Improving the longevity of passive microfluidic systems through plasma polymer films with a vertical chemical gradient

Abstract

Capillary driven microfluidic devices rely on hydrophilic surfaces to facilitate and control the fluid flow inside microchannels. This can be accomplished through the deposition of a highly functional plasma polymer film (PPF) on the surface of the device. Highly functional plasma polymer films exhibit ageing effects characterized by oxidation, degradation, swelling, dissolution, and restructuring at the surface to minimize the surface energy. The application of plasma polymer films in microfluidics is, therefore, limited by this instability.
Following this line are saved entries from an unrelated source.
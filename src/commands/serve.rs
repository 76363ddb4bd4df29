//! Serve command - Starts the HTTP server.

use std::sync::Arc;

use crate::api::{create_router, AppState};
use crate::cli::args::ServeArgs;
use crate::config::Config;
use crate::errors::{AppError, AppResult};
use crate::infra::Database;

/// Execute the serve command
pub async fn execute(args: ServeArgs, config: Config) -> AppResult<()> {
    tracing::info!("Starting server...");

    let db = Database::open_migrated(&config.database_url)
        .await
        .map_err(|e| AppError::internal(format!("Database connection failed: {}", e)))?;
    let app_state = AppState::from_database(Arc::new(db), config);

    let app = create_router(app_state);

    let addr = format!("{}:{}", args.host, args.port);
    let listener = tokio::net::TcpListener::bind(&addr)
        .await
        .map_err(|e| AppError::internal(format!("Failed to bind to {}: {}", addr, e)))?;

    tracing::info!("Server running on http://{}", addr);
    tracing::info!("Swagger UI available at http://{}/swagger-ui", addr);

    axum::serve(listener, app)
        .await
        .map_err(|e| AppError::internal(format!("Server error: {}", e)))?;

    Ok(())
}
//! User repository: the only code that talks to the `users` table.

use async_trait::async_trait;
use chrono::Utc;
use sea_orm::sea_query::SimpleExpr;
use sea_orm::{ActiveModelTrait, ColumnTrait, DatabaseConnection, EntityTrait, QueryFilter, Set};
use uuid::Uuid;

use super::entities::user::{self, ActiveModel, Entity as UserEntity};
use crate::domain::{NewUser, User};
use crate::errors::{AppError, AppResult};

#[cfg(any(test, feature = "test-utils"))]
use mockall::automock;

/// User repository trait for dependency injection.
#[cfg_attr(any(test, feature = "test-utils"), automock)]
#[async_trait]
pub trait UserRepository: Send + Sync {
    async fn find_by_id(&self, id: Uuid) -> AppResult<Option<User>>;

    /// Exact match on the stored (already normalized) email.
    async fn find_by_email(&self, email: &str) -> AppResult<Option<User>>;

    async fn find_by_username(&self, username: &str) -> AppResult<Option<User>>;

    async fn find_by_phone(&self, phone: &str) -> AppResult<Option<User>>;

    /// Insert a new user with default flags (active, not staff, not admin).
    async fn create(&self, new_user: NewUser) -> AppResult<User>;

    /// Persist every mutable column of an existing user.
    async fn save(&self, user: &User) -> AppResult<User>;
}

/// SeaORM-backed implementation of UserRepository
pub struct UserStore {
    db: DatabaseConnection,
}

impl UserStore {
    pub fn new(db: DatabaseConnection) -> Self {
        Self { db }
    }

    async fn find_one(&self, filter: SimpleExpr) -> AppResult<Option<User>> {
        let result = UserEntity::find()
            .filter(filter)
            .one(&self.db)
            .await
            .map_err(AppError::from)?;

        Ok(result.map(User::from))
    }
}

#[async_trait]
impl UserRepository for UserStore {
    async fn find_by_id(&self, id: Uuid) -> AppResult<Option<User>> {
        let result = UserEntity::find_by_id(id)
            .one(&self.db)
            .await
            .map_err(AppError::from)?;

        Ok(result.map(User::from))
    }

    async fn find_by_email(&self, email: &str) -> AppResult<Option<User>> {
        self.find_one(user::Column::Email.eq(email)).await
    }

    async fn find_by_username(&self, username: &str) -> AppResult<Option<User>> {
        self.find_one(user::Column::Username.eq(username)).await
    }

    async fn find_by_phone(&self, phone: &str) -> AppResult<Option<User>> {
        self.find_one(user::Column::Phone.eq(phone)).await
    }

    async fn create(&self, new_user: NewUser) -> AppResult<User> {
        let now = Utc::now();
        let active_model = ActiveModel {
            id: Set(Uuid::new_v4()),
            username: Set(new_user.username),
            email: Set(new_user.email),
            phone: Set(new_user.phone),
            user_type: Set(new_user.user_type.code()),
            team_name: Set(new_user.team_name),
            skill: Set(new_user.skill),
            location: Set(new_user.location),
            is_active: Set(true),
            is_staff: Set(false),
            is_admin: Set(false),
            password_hash: Set(new_user.password_hash),
            last_login: Set(None),
            created_at: Set(now),
            updated_at: Set(now),
        };

        let model = active_model.insert(&self.db).await.map_err(AppError::from)?;
        Ok(User::from(model))
    }

    async fn save(&self, user: &User) -> AppResult<User> {
        let existing = UserEntity::find_by_id(user.id)
            .one(&self.db)
            .await?
            .ok_or(AppError::NotFound)?;

        let mut active: ActiveModel = existing.into();
        active.username = Set(user.username.clone());
        active.email = Set(user.email.clone());
        active.phone = Set(user.phone.clone());
        active.user_type = Set(user.user_type.code());
        active.team_name = Set(user.team_name.clone());
        active.skill = Set(user.skill.clone());
        active.location = Set(user.location.clone());
        active.is_active = Set(user.is_active);
        active.is_staff = Set(user.is_staff);
        active.is_admin = Set(user.is_admin);
        active.password_hash = Set(user.password_hash.clone());
        active.last_login = Set(user.last_login);
        active.updated_at = Set(Utc::now());

        let model = active.update(&self.db).await.map_err(AppError::from)?;
        Ok(User::from(model))
    }
}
To overcome this limitation, plasma polymer films in the form of a vertical chemical gradient structure were deposited on the surface of microfluidic devices designed to perform immunodiagnostics for use during space missions. The vertical chemical gradient PPFs were composed of a highly cross-linked base layer with gradually less cross-linked and more functional surface layers. The highly cross-linked base layer of the gradient structure effectively hindered restructuring at the surface of the film, resulting in a more stable surface composition and surface wettability than that of the more traditional non-gradient structure. In addition, the microfluidics prepared using a gradient structure showed more stable chip runtimes. The stability of the gradient plasma polymer films will allow for their implementation in microfluidics, as well as a diverse range of biomedical applications such as drug delivery and the generation of antibacterial coatings.